[Start of Attachment]

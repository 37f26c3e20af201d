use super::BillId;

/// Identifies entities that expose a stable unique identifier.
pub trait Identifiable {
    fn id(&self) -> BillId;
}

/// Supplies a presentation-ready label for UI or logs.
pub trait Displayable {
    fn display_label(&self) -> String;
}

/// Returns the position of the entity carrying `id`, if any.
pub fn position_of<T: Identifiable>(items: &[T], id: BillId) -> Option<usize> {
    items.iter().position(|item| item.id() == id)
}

[End of Attachment]
[Start of Attachment]

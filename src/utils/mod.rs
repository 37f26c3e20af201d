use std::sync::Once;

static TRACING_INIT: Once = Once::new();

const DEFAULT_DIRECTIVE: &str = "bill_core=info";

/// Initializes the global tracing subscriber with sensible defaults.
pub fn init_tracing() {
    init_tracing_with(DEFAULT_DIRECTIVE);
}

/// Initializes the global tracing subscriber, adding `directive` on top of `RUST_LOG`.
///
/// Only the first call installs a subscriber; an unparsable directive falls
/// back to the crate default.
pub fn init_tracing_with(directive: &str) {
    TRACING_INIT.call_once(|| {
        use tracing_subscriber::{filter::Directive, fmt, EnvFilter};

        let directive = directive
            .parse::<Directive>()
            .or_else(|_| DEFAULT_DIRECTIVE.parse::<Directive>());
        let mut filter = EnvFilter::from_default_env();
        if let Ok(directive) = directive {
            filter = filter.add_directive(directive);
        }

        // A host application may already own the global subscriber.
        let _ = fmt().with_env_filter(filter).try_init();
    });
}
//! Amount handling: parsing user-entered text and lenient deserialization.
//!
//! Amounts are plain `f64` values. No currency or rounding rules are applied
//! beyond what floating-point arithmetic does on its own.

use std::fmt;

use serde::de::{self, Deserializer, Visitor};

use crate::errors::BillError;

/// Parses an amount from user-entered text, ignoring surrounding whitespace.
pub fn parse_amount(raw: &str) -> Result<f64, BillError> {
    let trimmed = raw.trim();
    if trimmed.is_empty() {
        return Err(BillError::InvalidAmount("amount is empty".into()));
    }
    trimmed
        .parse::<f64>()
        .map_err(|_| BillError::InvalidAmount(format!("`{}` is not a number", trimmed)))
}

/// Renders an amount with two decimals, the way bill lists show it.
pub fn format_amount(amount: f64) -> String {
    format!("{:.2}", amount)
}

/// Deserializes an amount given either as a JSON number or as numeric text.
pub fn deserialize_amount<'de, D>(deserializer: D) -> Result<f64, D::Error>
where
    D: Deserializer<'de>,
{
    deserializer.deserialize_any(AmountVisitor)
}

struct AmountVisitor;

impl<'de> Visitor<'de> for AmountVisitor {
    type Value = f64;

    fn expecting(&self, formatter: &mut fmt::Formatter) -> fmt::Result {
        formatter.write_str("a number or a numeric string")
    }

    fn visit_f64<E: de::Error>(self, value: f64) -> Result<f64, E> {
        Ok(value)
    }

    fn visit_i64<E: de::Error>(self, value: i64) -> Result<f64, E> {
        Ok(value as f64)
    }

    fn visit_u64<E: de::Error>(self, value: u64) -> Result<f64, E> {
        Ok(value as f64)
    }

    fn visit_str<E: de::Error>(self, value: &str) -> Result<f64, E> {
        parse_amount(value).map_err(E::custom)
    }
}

[End of Attachment]

» **EXERCISE AIM**
Once the lines of the entries containing the word "BillError" have been counted, report the number alone.

» **EXERCISE ANSWER**
4